Ja, lieber Freund, es gilt bloß, sich von der Ehrwürdigkeit des Besitzes nicht schrecken zu lassen. Der Staat hat seine Wurzel in der Zeit; er wird seinen Gipfel in der Zeit haben. Es werden größere Dinge fallen als er; alle Religion wird fallen. Weder die Moralbegriffe noch die Kunstformen haben eine Ewigkeit vor sich. Wie vielen gegenüber haben wir im Grunde die Verpflichtung, es zu konservieren? Wer bürgt mir dafür, daß zwei plus zwei nicht fünf sind auf dem Jupiter?
Diese Andeutungen kann und will ich brieflich nicht weiter ausführen. Herzlichen Dank für Ihr Gedicht! Es wird nicht das letzte bleiben, das Sie schreiben, denn der Beruf dazu spricht aus jeder Zeile! Daß Sie mich überschätzen, setze ich auf Rechnung der Freundschaft. Dank, Dank! Bewahren Sie ein solches Bild von mir; ich werde gewißlich der alte bleiben.
Und kommen sie bald wieder zu Kräften! Und dann kommen Sie nach Dresden auf zwei gesunden Beinen! Ja, die Beingeschichte! Haben Sie das nicht als eine Nemesis [gerechte Strafe - wp] empfunden? Sie sind einmal so gewaltsam auf einen anderen Philosophen losgefahren, weil er auch zwei Beinen stand. Gott sei Dank, daß Sie die Möglichkeit für einen Philosophen, sich mit einem zu behelfen, nicht praktisch beweisen mußten! - Ich setze voraus, daß alle Gefahr vorüber ist, sonst würde ich gewiß nicht damit scherzen.
Von den "Kritiken und Porträts" habe ich bis heute durch HEGEL nur die erste Hälfte erhalten; aber selbst wenn ich das Ganze erhalten hätte, würde ich mich auf einen warmen Dank für das Buch beschränkt haben. Ich bin ein äußerst schlechter Kritiker; über einzelne Werke verstehe ich mich nicht auszusprechen, und wie Sie im ganzen, als abgeschlossene Persönlichkeit vor mir stehen, das wissen Sie.
Mit der Herausgabe meiner Gedichte bin ich seit Weihnachten fast Tag und Nacht beschäftigt gewesen. Es war ein verfluchtes Stück Arbeit, die vielen Anschauungsweisen durchgehen zu müssen, mit denen ich längst fertig bin. Zusammen bilden sie aber doch ein Ganzes; und ich bin gespannt, zu hören, was Sie von dem Buch sagen werden.

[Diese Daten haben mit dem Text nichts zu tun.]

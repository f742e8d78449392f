use serde::Deserialize;
use std::path::PathBuf;

use crate::models::identity::Identity;

/// 一个待处理的提交请求（对应 `requests_folder` 下的一个 TOML 文件）
///
/// ```toml
/// username = "alice"
/// fasta = """
/// >seq1
/// ACDEFGHIKLMNPQRSTVWY
/// """
/// ```
///
/// 也可以用 `fasta_file = "batch.fasta"` 引用同目录下的序列文件
#[derive(Debug, Clone, Deserialize)]
pub struct SubmissionRequest {
    pub username: String,
    #[serde(default)]
    pub fasta: Option<String>,
    #[serde(default)]
    pub fasta_file: Option<PathBuf>,

    /// 原始序列文本，由加载器填充
    #[serde(skip)]
    pub raw: Vec<u8>,
    /// 请求文件路径，由加载器填充
    #[serde(skip)]
    pub file_path: Option<PathBuf>,
}

impl SubmissionRequest {
    /// 用于日志显示的请求名称
    pub fn name(&self) -> String {
        self.file_path
            .as_ref()
            .and_then(|p| p.file_name())
            .map(|n| n.to_string_lossy().to_string())
            .unwrap_or_else(|| self.username.clone())
    }
}

/// `users.toml` 的文件结构
#[derive(Debug, Clone, Default, Deserialize)]
pub struct UsersFile {
    #[serde(default)]
    pub users: Vec<Identity>,
}
use std::fmt;

/// FASTA 中的一条记录：标签 + 序列
///
/// 由解析器产出，只在一次校验过程中存在，不会被持久化
#[derive(Debug, Clone, PartialEq, Eq)]
pub struct Record {
    /// `>` 之后的标题文本，为空时为 `seq_<n>`
    pub label: String,
    /// 去掉空白并转为大写后的序列
    pub payload: String,
}

impl Record {
    pub fn new(label: impl Into<String>, payload: impl Into<String>) -> Self {
        Self {
            label: label.into(),
            payload: payload.into(),
        }
    }

    /// 序列长度（残基数）
    pub fn len(&self) -> usize {
        self.payload.chars().count()
    }

    pub fn is_empty(&self) -> bool {
        self.payload.is_empty()
    }
}

impl fmt::Display for Record {
    fn fmt(&self, f: &mut fmt::Formatter<'_>) -> fmt::Result {
        write!(f, ">{} ({} aa)", self.label, self.len())
    }
}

Die tausend Dinge, zu deren Erörterung Ihr Brief Anlaß geben könnte, will ich für diesmal auf sich beruhen lassen. Erst möchte ich jetzt erfahren, ob ich erwarten darf, Sie bald hier zu sehen. Dann wollen wir uns den Bischof Axius wie die sieben Kurfürsten zur Behandlung vornehmen. Sie sollen sehen, ich habe nicht umsonst zwei Jahre in der Nähe von GERT WESTFALERs Vaterland gelebt.
Herzliche Wünsche für Gesundheit und alles Gute!
Ihr getreuer Henrik Ibsen
Sobald ich eine leidlich anständige Photographie beschaffen kann, werde ich sie Ihnen schicken; nehmen Sie vorläufig mit der beiliegenden vorlieb. Ich hoffe, Sie revanchieren sich!